Comme vous le savez trop bien, ma gentille, UD does not bother reporting plagiarism stories unless they are really really big. Plagiarism is boringly internationally endemic, and now that everyone’s got detection software it’s all too much of a muchness. But Redscar McOdindo, a Kenyan poet still in his twenties, makes the cut.

And paste. The man has been raiding ladies’ panties all over the world (he steals women’s poems about things like female genital mutilation, and basks in the praise of poetry judges who marvel at his ability to write with intimate sensitivity to the other gender’s point of view), and he’s been doing it for years.

As is common in these stories, no one in the international poetry establishment suspected a thing as McOdindo collected one award after another.
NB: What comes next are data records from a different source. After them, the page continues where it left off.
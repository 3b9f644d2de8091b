use std::collections::HashMap;

use axum::extract::FromRef;
use serde_json::Value;

use crate::{
    AppState,
    error::ApiError,
    models::{Article, ArticleChanges, ArticlePayload, BatchReport, FailedUpdate},
    repository::RepositoryState,
    response::messages,
    validation::{first_message, validate_article_changes, validate_new_article},
};

/// ArticleService
///
/// Article lifecycle: CRUD over the default (active) scope, trash management and the
/// batch stock update.
#[derive(Clone)]
pub struct ArticleService {
    repo: RepositoryState,
}

impl FromRef<AppState> for ArticleService {
    fn from_ref(app_state: &AppState) -> ArticleService {
        ArticleService::new(app_state.repo.clone())
    }
}

impl ArticleService {
    pub fn new(repo: RepositoryState) -> Self {
        Self { repo }
    }

    pub async fn list(&self) -> Result<Vec<Article>, ApiError> {
        Ok(self.repo.list_articles().await?)
    }

    pub async fn create(&self, payload: ArticlePayload) -> Result<Article, ApiError> {
        let new_article = validate_new_article(payload)?;
        let article = self.repo.create_article(new_article).await?;
        tracing::info!(article_id = article.id, "article created");
        Ok(article)
    }

    pub async fn get(&self, id: i64) -> Result<Article, ApiError> {
        self.repo
            .find_article(id)
            .await?
            .ok_or_else(|| ApiError::NotFound(messages::ARTICLE_NOT_FOUND.to_string()))
    }

    /// update
    ///
    /// `stock` is added to the current stock. The result is not checked for
    /// negativity here, unlike the batch path.
    pub async fn update(&self, id: i64, payload: ArticlePayload) -> Result<Article, ApiError> {
        let mut article = self.get(id).await?;
        let changes = validate_article_changes(payload)?;

        article
            .apply(&changes)
            .ok_or_else(|| ApiError::validation(messages::STOCK_OVERFLOW))?;

        Ok(self.repo.update_article(&article).await?)
    }

    /// Soft delete. Articles already in the trash are outside the default scope (404).
    pub async fn delete(&self, id: i64) -> Result<(), ApiError> {
        if self.repo.soft_delete_article(id).await? {
            tracing::info!(article_id = id, "article moved to trash");
            Ok(())
        } else {
            Err(ApiError::NotFound(messages::ARTICLE_NOT_FOUND.to_string()))
        }
    }

    pub async fn list_trashed(&self) -> Result<Vec<Article>, ApiError> {
        Ok(self.repo.list_trashed_articles().await?)
    }

    async fn find_trashed(&self, id: i64, not_trashed_message: &str) -> Result<Article, ApiError> {
        let article = self
            .repo
            .find_article_with_trashed(id)
            .await?
            .ok_or_else(|| ApiError::NotFound(messages::ARTICLE_NOT_FOUND.to_string()))?;

        if !article.is_trashed() {
            return Err(ApiError::InvalidState(not_trashed_message.to_string()));
        }
        Ok(article)
    }

    pub async fn restore(&self, id: i64) -> Result<Article, ApiError> {
        self.find_trashed(id, messages::NOT_IN_TRASH).await?;

        let restored = self
            .repo
            .restore_article(id)
            .await?
            .ok_or_else(|| ApiError::NotFound(messages::ARTICLE_NOT_FOUND.to_string()))?;
        tracing::info!(article_id = id, "article restored");
        Ok(restored)
    }

    pub async fn force_delete(&self, id: i64) -> Result<(), ApiError> {
        self.find_trashed(id, messages::FORCE_DELETE_NOT_IN_TRASH)
            .await?;

        if !self.repo.force_delete_article(id).await? {
            return Err(ApiError::NotFound(messages::ARTICLE_NOT_FOUND.to_string()));
        }
        tracing::info!(article_id = id, "article permanently deleted");
        Ok(())
    }

    /// update_multiple
    ///
    /// Two phases:
    /// 1. Every item is checked on its own against a working copy of its article.
    ///    Nothing is written; a rejected item becomes a `FailedUpdate` and never
    ///    aborts its siblings.
    /// 2. Every touched article is written in one atomic store call. A store error
    ///    here rolls everything back and surfaces as a 500.
    ///
    /// Items targeting the same id accumulate on the same working copy.
    pub async fn update_multiple(&self, items: Vec<Value>) -> Result<BatchReport, ApiError> {
        if items.is_empty() {
            return Err(ApiError::validation(messages::BATCH_REQUIRED));
        }

        let mut working: HashMap<i64, Article> = HashMap::new();
        let mut touched: Vec<i64> = Vec::new();
        let mut report = BatchReport::default();

        for item in items {
            match self.stage_item(&item, &mut working).await {
                Ok(staged) => {
                    if !touched.contains(&staged.id) {
                        touched.push(staged.id);
                    }
                    report.updated_articles.push(staged);
                }
                Err(error_message) => report.failed_updates.push(FailedUpdate {
                    article_data: item,
                    error_message,
                }),
            }
        }

        let to_save: Vec<Article> = touched
            .iter()
            .filter_map(|id| working.get(id).cloned())
            .collect();

        if !to_save.is_empty() {
            let saved = self.repo.update_articles(&to_save).await.map_err(|e| {
                tracing::error!("batch stock update rolled back: {}", e);
                ApiError::Internal(format!("{}{}", messages::BATCH_ERROR_PREFIX, e))
            })?;

            // Carry the store's timestamps over to every reported snapshot.
            let stamps: HashMap<i64, _> = saved.iter().map(|a| (a.id, a.updated_at)).collect();
            for article in &mut report.updated_articles {
                if let Some(updated_at) = stamps.get(&article.id) {
                    article.updated_at = *updated_at;
                }
            }
        }

        tracing::info!(
            updated = report.updated_articles.len(),
            failed = report.failed_updates.len(),
            "batch stock update committed"
        );
        Ok(report)
    }

    /// Validates one raw batch item and applies it to the working copy of its article.
    /// Returns the article state after this item, or the reason it was rejected.
    async fn stage_item(
        &self,
        item: &Value,
        working: &mut HashMap<i64, Article>,
    ) -> Result<Article, String> {
        let raw_id = match item.get("id") {
            Some(id) if !id.is_null() => id,
            _ => return Err(messages::BATCH_ID_MISSING.to_string()),
        };
        let id = article_id(raw_id)
            .ok_or_else(|| messages::batch_article_not_found(display_id(raw_id)))?;

        let current = match working.get(&id) {
            Some(article) => article.clone(),
            None => self
                .repo
                .find_article_with_trashed(id)
                .await
                .map_err(|e| {
                    tracing::error!("batch lookup of article {} failed: {}", id, e);
                    messages::INTERNAL_ERROR.to_string()
                })?
                .ok_or_else(|| messages::batch_article_not_found(id))?,
        };

        let payload: ArticlePayload = serde_json::from_value(item.clone())
            .map_err(|e| format!("{} : {}", messages::INVALID_DATA, e))?;
        let changes: ArticleChanges =
            validate_article_changes(payload).map_err(|e| first_message(&e))?;

        if let Some(delta) = changes.stock_delta {
            let new_stock = current
                .stock
                .checked_add(delta)
                .ok_or_else(|| messages::STOCK_OVERFLOW.to_string())?;
            if new_stock < 0 {
                return Err(messages::BATCH_NEGATIVE_STOCK.to_string());
            }
        }

        let mut staged = current;
        staged
            .apply(&changes)
            .ok_or_else(|| messages::STOCK_OVERFLOW.to_string())?;
        working.insert(id, staged.clone());
        Ok(staged)
    }
}

/// Reads a batch item id the way clients send it: a JSON integer, an integral float
/// (`1.0`) or a numeric string (`"1"`).
fn article_id(raw: &Value) -> Option<i64> {
    match raw {
        Value::Number(n) => n.as_i64().or_else(|| {
            n.as_f64()
                .filter(|f| f.fract() == 0.0 && *f >= i64::MIN as f64 && *f < i64::MAX as f64)
                .map(|f| f as i64)
        }),
        Value::String(s) => s.trim().parse().ok(),
        _ => None,
    }
}

/// Raw id as echoed in messages: strings without their JSON quotes.
fn display_id(raw: &Value) -> String {
    match raw {
        Value::String(s) => s.clone(),
        other => other.to_string(),
    }
}
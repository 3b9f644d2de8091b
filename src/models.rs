use chrono::{DateTime, Utc};
use serde::{Deserialize, Deserializer, Serialize, Serializer};
use serde_json::Value;
use sqlx::FromRow;
use ts_rs::TS;
use utoipa::ToSchema;
use validator::{Validate, ValidationError};

// --- Core Application Schemas (Mapped to Database) ---

/// Lifecycle
///
/// Soft-delete state of an article. On the wire (and in the `articles.deleted_at`
/// column) this is a nullable timestamp: `null` means `Active`.
#[derive(Debug, Clone, Copy, PartialEq, Eq, Default)]
pub enum Lifecycle {
    #[default]
    Active,
    Deleted { at: DateTime<Utc> },
}

impl Lifecycle {
    pub fn from_deleted_at(deleted_at: Option<DateTime<Utc>>) -> Self {
        match deleted_at {
            Some(at) => Lifecycle::Deleted { at },
            None => Lifecycle::Active,
        }
    }

    pub fn deleted_at(&self) -> Option<DateTime<Utc>> {
        match self {
            Lifecycle::Active => None,
            Lifecycle::Deleted { at } => Some(*at),
        }
    }

    pub fn is_trashed(&self) -> bool {
        matches!(self, Lifecycle::Deleted { .. })
    }
}

impl Serialize for Lifecycle {
    fn serialize<S: Serializer>(&self, serializer: S) -> Result<S::Ok, S::Error> {
        self.deleted_at().serialize(serializer)
    }
}

impl<'de> Deserialize<'de> for Lifecycle {
    fn deserialize<D: Deserializer<'de>>(deserializer: D) -> Result<Self, D::Error> {
        Option::<DateTime<Utc>>::deserialize(deserializer).map(Lifecycle::from_deleted_at)
    }
}

/// Article
///
/// An inventory item from the `articles` table.
#[derive(Debug, Clone, PartialEq, Serialize, Deserialize, TS, ToSchema, Default)]
#[ts(export)]
pub struct Article {
    pub id: i64,
    pub name: String,
    pub price: f64,
    pub stock: i32,

    #[serde(rename = "deleted_at")]
    #[ts(type = "string | null")]
    #[schema(value_type = Option<String>)]
    pub lifecycle: Lifecycle,

    #[ts(type = "string")]
    pub created_at: DateTime<Utc>,
    #[ts(type = "string")]
    pub updated_at: DateTime<Utc>,
}

impl Article {
    pub fn is_trashed(&self) -> bool {
        self.lifecycle.is_trashed()
    }

    /// Applies validated changes to this (unsaved) copy. `stock_delta` is relative.
    ///
    /// Returns `None` when the stock arithmetic overflows.
    pub fn apply(&mut self, changes: &ArticleChanges) -> Option<()> {
        if let Some(delta) = changes.stock_delta {
            self.stock = self.stock.checked_add(delta)?;
        }
        if let Some(name) = &changes.name {
            self.name = name.clone();
        }
        if let Some(price) = changes.price {
            self.price = price;
        }
        Some(())
    }
}

/// ArticleRow
///
/// Raw database row. `deleted_at` is folded into [`Lifecycle`] on conversion.
#[derive(Debug, Clone, FromRow)]
pub struct ArticleRow {
    pub id: i64,
    pub name: String,
    pub price: f64,
    pub stock: i32,
    pub deleted_at: Option<DateTime<Utc>>,
    pub created_at: DateTime<Utc>,
    pub updated_at: DateTime<Utc>,
}

impl From<ArticleRow> for Article {
    fn from(row: ArticleRow) -> Self {
        Article {
            id: row.id,
            name: row.name,
            price: row.price,
            stock: row.stock,
            lifecycle: Lifecycle::from_deleted_at(row.deleted_at),
            created_at: row.created_at,
            updated_at: row.updated_at,
        }
    }
}

/// User
///
/// Account record from the `users` table. The password hash and refresh token
/// never leave the server.
#[derive(Debug, Clone, Serialize, TS, ToSchema, FromRow)]
#[ts(export)]
pub struct User {
    pub id: i64,
    pub login: String,
    #[serde(skip)]
    pub password_hash: String,
    #[serde(skip)]
    pub refresh_token: Option<String>,
    #[ts(type = "string")]
    pub created_at: DateTime<Utc>,
    #[ts(type = "string")]
    pub updated_at: DateTime<Utc>,
}

/// PersonalAccessToken
///
/// One issued access token (`personal_access_tokens` row). The bearer string only
/// stays valid while this row exists.
#[derive(Debug, Clone, Serialize, FromRow)]
pub struct PersonalAccessToken {
    pub id: i64,
    pub user_id: i64,
    pub name: String,
    pub abilities: Vec<String>,
    pub created_at: DateTime<Utc>,
}

// --- Request Payloads (Input Schemas) ---

/// ArticlePayload
///
/// Body of `POST /v1/articles`, `PUT|PATCH /v1/articles/{id}` and of each batch item.
/// Unknown keys are ignored; a payload with every field absent is "empty".
///
/// The derived rules are the update rules: every field optional, `stock` a signed
/// delta. Creation goes through [`NewArticleRequest`].
#[derive(Debug, Clone, Serialize, Deserialize, TS, ToSchema, Default, PartialEq, Validate)]
#[ts(export)]
pub struct ArticlePayload {
    #[serde(default, skip_serializing_if = "Option::is_none")]
    #[validate(
        custom(function = "not_blank"),
        length(max = 255, message = "Le champ name ne doit pas dépasser 255 caractères.")
    )]
    pub name: Option<String>,

    #[serde(default, skip_serializing_if = "Option::is_none")]
    #[validate(range(min = 0.0, message = "Le champ price doit être un nombre positif."))]
    pub price: Option<f64>,

    /// Initial stock on creation, relative delta on update.
    #[serde(default, skip_serializing_if = "Option::is_none")]
    pub stock: Option<i32>,
}

impl ArticlePayload {
    pub fn is_empty(&self) -> bool {
        self.name.is_none() && self.price.is_none() && self.stock.is_none()
    }
}

/// NewArticleRequest
///
/// Creation rules over the same body: `name` and `price` required, `stock` optional
/// and non-negative.
#[derive(Debug, Clone, Default, Validate)]
pub struct NewArticleRequest {
    #[validate(
        required(message = "Le champ name est obligatoire."),
        custom(function = "not_blank"),
        length(max = 255, message = "Le champ name ne doit pas dépasser 255 caractères.")
    )]
    pub name: Option<String>,

    #[validate(
        required(message = "Le champ price est obligatoire."),
        range(min = 0.0, message = "Le champ price doit être un nombre positif.")
    )]
    pub price: Option<f64>,

    #[validate(range(min = 0, message = "Le champ stock doit être supérieur ou égal à 0."))]
    pub stock: Option<i32>,
}

impl From<ArticlePayload> for NewArticleRequest {
    fn from(payload: ArticlePayload) -> Self {
        Self {
            name: payload.name,
            price: payload.price,
            stock: payload.stock,
        }
    }
}

/// Rejects strings made only of whitespace. The message is filled in per field when
/// the errors are collected.
fn not_blank(value: &str) -> Result<(), ValidationError> {
    if value.trim().is_empty() {
        return Err(ValidationError::new("blank"));
    }
    Ok(())
}

/// Validated input for inserting a new article.
#[derive(Debug, Clone, PartialEq)]
pub struct NewArticle {
    pub name: String,
    pub price: f64,
    pub stock: i32,
}

/// Validated, non-empty set of changes for an existing article.
#[derive(Debug, Clone, PartialEq, Default)]
pub struct ArticleChanges {
    pub name: Option<String>,
    pub price: Option<f64>,
    pub stock_delta: Option<i32>,
}

/// BatchUpdateRequest
///
/// Body of `POST /v1/articles/stock`: either `{ "articles": [...] }` or a bare array.
/// Items stay raw JSON so each failure can echo back exactly what was sent.
#[derive(Debug, Clone, Deserialize)]
#[serde(untagged)]
pub enum BatchUpdateRequest {
    Wrapped {
        #[serde(default)]
        articles: Option<Vec<Value>>,
    },
    Bare(Vec<Value>),
}

impl BatchUpdateRequest {
    pub fn into_items(self) -> Vec<Value> {
        match self {
            BatchUpdateRequest::Wrapped { articles } => articles.unwrap_or_default(),
            BatchUpdateRequest::Bare(items) => items,
        }
    }
}

/// LoginRequest
///
/// Body of `POST /login`. Both fields are required; they are optional here so that
/// a missing one yields a field error instead of a deserialization failure.
#[derive(Debug, Clone, Serialize, Deserialize, TS, ToSchema, Default, Validate)]
#[ts(export)]
pub struct LoginRequest {
    #[serde(default)]
    #[validate(
        required(message = "Le champ login est obligatoire."),
        custom(function = "not_blank")
    )]
    pub login: Option<String>,
    #[serde(default)]
    #[validate(
        required(message = "Le champ password est obligatoire."),
        length(min = 1, message = "Le champ password est obligatoire.")
    )]
    pub password: Option<String>,
}

/// RefreshRequest
///
/// Body of `POST /refresh`.
#[derive(Debug, Clone, Serialize, Deserialize, TS, ToSchema, Default, Validate)]
#[ts(export)]
pub struct RefreshRequest {
    #[serde(default)]
    #[validate(
        required(message = "Le champ refresh_token est obligatoire."),
        length(min = 1, message = "Le champ refresh_token est obligatoire.")
    )]
    pub refresh_token: Option<String>,
}

/// Validated input for inserting a user.
#[derive(Debug, Clone)]
pub struct NewUser {
    pub login: String,
    pub password_hash: String,
}

// --- Response Payloads (Output Schemas) ---

/// FailedUpdate
///
/// One rejected batch item: the raw item as received plus the reason.
#[derive(Debug, Clone, Serialize, Deserialize, TS, ToSchema, PartialEq)]
#[ts(export)]
pub struct FailedUpdate {
    #[ts(type = "unknown")]
    #[schema(value_type = Object)]
    pub article_data: Value,
    pub error_message: String,
}

/// BatchReport
///
/// Payload of `POST /v1/articles/stock`.
#[derive(Debug, Clone, Serialize, Deserialize, TS, ToSchema, Default)]
#[ts(export)]
pub struct BatchReport {
    pub updated_articles: Vec<Article>,
    pub failed_updates: Vec<FailedUpdate>,
}

impl BatchReport {
    pub fn has_failures(&self) -> bool {
        !self.failed_updates.is_empty()
    }
}

/// TokenDescriptor
///
/// Expanded view of the issued access token (`token_full` in the login payload).
#[derive(Debug, Clone, Serialize, TS, ToSchema)]
#[ts(export)]
pub struct TokenDescriptor {
    pub id: i64,
    pub token: String,
    pub abilities: Vec<String>,
}

/// LoginResponse
///
/// Payload of a successful `POST /login`.
#[derive(Debug, Clone, Serialize, TS, ToSchema)]
#[ts(export)]
pub struct LoginResponse {
    pub user: User,
    pub access_token: String,
    pub token_full: TokenDescriptor,
    pub refresh_token: String,
    pub token_type: String,
}

/// RefreshResponse
///
/// Payload of a successful `POST /refresh`.
#[derive(Debug, Clone, Serialize, TS, ToSchema)]
#[ts(export)]
pub struct RefreshResponse {
    pub access_token: String,
    pub refresh_token: String,
    pub token_type: String,
}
A sharp-eyed reader of one of his victims exposed him, at which he immediately shut down his blog and disappeared from the face of the earth.


… Wendy Taylor, whose 43-year-old sundial sculpture stands on the banks of the River Thames near London’s Tower Bridge, told British news outlet The Independent that a holidaying art aficionado alerted her to the apparent replica [of the piece in Shanghai].

… The Chinese version, by an unspecified artist, has stood in a park next to the Huangpu river, which courses through the commercial hub, since 2006, Shanghai media reports said.

It has since been removed and [a] journalist saw park workers filling its circular base with plants and flowers on Thursday.

At the same time [journalists watched] workers removing two other statues, one of which resembled “Lute Being Played by Evert Taube”, which stands in the Swedish capital Stockholm.

The other bore a striking similarity to the centrepiece statue of the Gloucester Fisherman’s Memorial in Gloucester, Massachusetts.

Might as well get all our spring cleaning done at the same time.